Essentials of a Successful Pwn of Microsoft Edge

A successful Pwn of Microsoft Edge consists of two essential parts: Browser RCE(Remote Code Execution) and browser sandbox bypass. Browser RCE is typically achieved by exploiting a Javascript vulnerability, while browser sandbox bypass can be achieved in different ways, logical sandbox escape or EoP(Escalation of Privilege) through kernel vulnerabilities.

Sandbox of Microsoft Edge is built upon the access check mechanism. In Windows operating system, resources are shared in system-wide range, for example, a file or device can be shared across different processes. Some resources contain sensitive informations, some others are critical to the whole system’s well-functioning, corruptions of those resources will crash the whole system.

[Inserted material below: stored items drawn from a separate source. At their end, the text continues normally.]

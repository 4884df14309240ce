//! Fixpoint simplification of a problem under its root-level model.
use log::debug;
use vec_mut_scan::VecMutScan;

use satprep_formula::GenClause;

use crate::problem::{Problem, UnitMerge};

/// Propagate the forced assignments through the clause set to exhaustion.
///
/// Runs full passes over the clauses until a pass discovers no new forced assignment or a
/// contradiction surfaces. Every continuing pass removes clause-literal occurrences, so the
/// process terminates. Running it on an already simplified problem changes nothing.
pub fn simplify(problem: &mut Problem) {
    debug_assert_eq!(problem.model.var_count(), problem.var_count);

    let mut pass = 0;
    loop {
        pass += 1;
        let clauses_before = problem.clauses.len();
        let mut new_units = 0usize;
        let mut conflict = false;

        let Problem {
            clauses,
            model,
            units,
            ..
        } = problem;

        let mut scan = VecMutScan::new(clauses);
        'scan: while let Some(mut clause) = scan.next() {
            let mut lits = Vec::with_capacity(clause.len());
            let mut weights = Vec::with_capacity(clause.len());
            let mut at_least = clause.at_least();

            for (index, &lit) in clause.lits().iter().enumerate() {
                match model.lit_value(lit) {
                    None => {
                        lits.push(lit);
                        weights.push(clause.weight(index));
                    }
                    // A satisfied literal counts its weight against the threshold.
                    Some(true) => at_least -= clause.weight(index),
                    // A falsified literal leaves the clause body.
                    Some(false) => {}
                }
            }

            if at_least <= 0 {
                clause.remove();
                continue;
            }

            let weight_sum: i64 = weights.iter().sum();

            if weight_sum < at_least {
                conflict = true;
                break 'scan;
            }

            if weight_sum == at_least {
                // No slack left, the remaining literals are all forced.
                for &lit in lits.iter() {
                    match model.merge_unit(lit) {
                        UnitMerge::Recorded => {
                            units.push(lit);
                            new_units += 1;
                        }
                        UnitMerge::AlreadyRecorded => {}
                        UnitMerge::Conflict => {
                            conflict = true;
                            break 'scan;
                        }
                    }
                }
                clause.remove();
                continue;
            }

            if lits.len() != clause.len() {
                *clause = GenClause::weighted(&lits, &weights, at_least);
            }
        }
        drop(scan);

        if conflict {
            problem.mark_unsat();
            return;
        }

        debug!(
            "simplify pass {}: removed {} clauses, found {} units",
            pass,
            clauses_before - problem.clauses.len(),
            new_units
        );

        // Only new forced assignments can enable further reduction.
        if new_units == 0 {
            return;
        }
    }
}

#[cfg(test)]
mod tests {
    use super::*;

    use crate::problem::Status;

    use satprep_formula::{lit, lits};

    fn problem_with(clauses: Vec<GenClause>, units: &[isize]) -> Problem {
        let mut problem = Problem::default();
        for clause in clauses.iter() {
            for &l in clause.lits() {
                problem.var_count = problem.var_count.max(l.index() + 1);
            }
        }
        for &unit in units {
            let unit = satprep_formula::Lit::from_dimacs(unit);
            problem.var_count = problem.var_count.max(unit.index() + 1);
            problem.units.push(unit);
        }
        problem.model.set_var_count(problem.var_count);
        for &unit in problem.units.clone().iter() {
            assert_eq!(problem.model.merge_unit(unit), UnitMerge::Recorded);
        }
        problem.clauses = clauses;
        problem
    }

    #[test]
    fn satisfied_clause_is_removed() {
        let mut problem = problem_with(vec![GenClause::clause(&lits![1, 2])], &[2]);
        simplify(&mut problem);

        assert_eq!(problem.status, Status::Unknown);
        assert!(problem.clauses.is_empty());
        assert_eq!(problem.units, lits![2]);
    }

    #[test]
    fn false_literals_shrink_the_body() {
        let mut problem = problem_with(vec![GenClause::clause(&lits![1, 2, 3])], &[-1]);
        simplify(&mut problem);

        assert_eq!(problem.clauses.len(), 1);
        assert_eq!(problem.clauses[0], GenClause::clause(&lits![2, 3]));
    }

    #[test]
    fn chained_propagation() {
        // -1 forces 2, which forces 3, which satisfies the last clause
        let mut problem = problem_with(
            vec![
                GenClause::clause(&lits![1, 2]),
                GenClause::clause(&lits![-2, 3]),
                GenClause::clause(&lits![3, 4]),
            ],
            &[-1],
        );
        simplify(&mut problem);

        assert_eq!(problem.status, Status::Unknown);
        assert!(problem.clauses.is_empty());
        assert_eq!(problem.units, lits![-1, 2, 3]);
        assert_eq!(problem.model.lit_value(lit!(4)), None);
    }

    #[test]
    fn conflict_during_propagation() {
        let mut problem = problem_with(
            vec![
                GenClause::clause(&lits![1, 2]),
                GenClause::clause(&lits![1, -2]),
            ],
            &[-1],
        );
        simplify(&mut problem);

        assert_eq!(problem.status, Status::Unsat);
        assert!(problem.clauses.is_empty());
    }

    #[test]
    fn starved_clause_is_a_conflict() {
        // 3 x1 + 1 x2 >= 4 cannot be met once x1 is false
        let mut problem = problem_with(
            vec![GenClause::weighted(&lits![1, 2], &[3, 1], 4)],
            &[-1],
        );
        simplify(&mut problem);

        assert_eq!(problem.status, Status::Unsat);
    }

    #[test]
    fn weighted_threshold_credit() {
        // 2 x1 + 1 x2 + 1 x3 >= 3 with x1 true leaves x2 + x3 >= 1, still slack
        let mut problem = problem_with(
            vec![GenClause::weighted(&lits![1, 2, 3], &[2, 1, 1], 3)],
            &[1],
        );
        simplify(&mut problem);

        assert_eq!(problem.status, Status::Unknown);
        assert_eq!(problem.clauses.len(), 1);
        assert_eq!(problem.clauses[0], GenClause::clause(&lits![2, 3]));
    }

    #[test]
    fn weighted_forcing() {
        // 2 x1 + 2 x2 >= 4 forces both once simplification sees there is no slack
        let mut problem = problem_with(
            vec![GenClause::weighted(&lits![1, 2, 3], &[2, 2, 1], 4)],
            &[-3],
        );
        simplify(&mut problem);

        assert_eq!(problem.status, Status::Unknown);
        assert!(problem.clauses.is_empty());
        assert_eq!(problem.units, lits![-3, 1, 2]);
    }

    #[test]
    fn idempotent() {
        let mut problem = problem_with(
            vec![
                GenClause::clause(&lits![1, 2]),
                GenClause::cardinality(&lits![2, 3, 4], 2),
            ],
            &[-1],
        );
        simplify(&mut problem);

        let units = problem.units.clone();
        let clauses = problem.clauses.clone();
        let status = problem.status;

        simplify(&mut problem);

        assert_eq!(problem.units, units);
        assert_eq!(problem.clauses, clauses);
        assert_eq!(problem.status, status);
    }
}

For those reasons, there should be strict checks when a process want to access a specific resource, this is called access check. When a resource is opened, token of the subject process will be checked against security descriptor of the object resource. Access check consists of several elementary checks in different dimensions, such as ownership and group membership check, privileges check, integrity level and trust level check, capabilities check, etc. The previous generation sandbox is based on integrity level check, where the sandboxed application runs in low integrity level, thus it can not access resources protected by medium or higher integrity level. Microsoft Edge adopts new generation sandbox based on AppContainer, where additional capabilities check will be conducted when accessing resources, besides basic integrity level check. For more details about access check mechanism, refer to my talk at ZeroNights 2015: Did You Get Your Token?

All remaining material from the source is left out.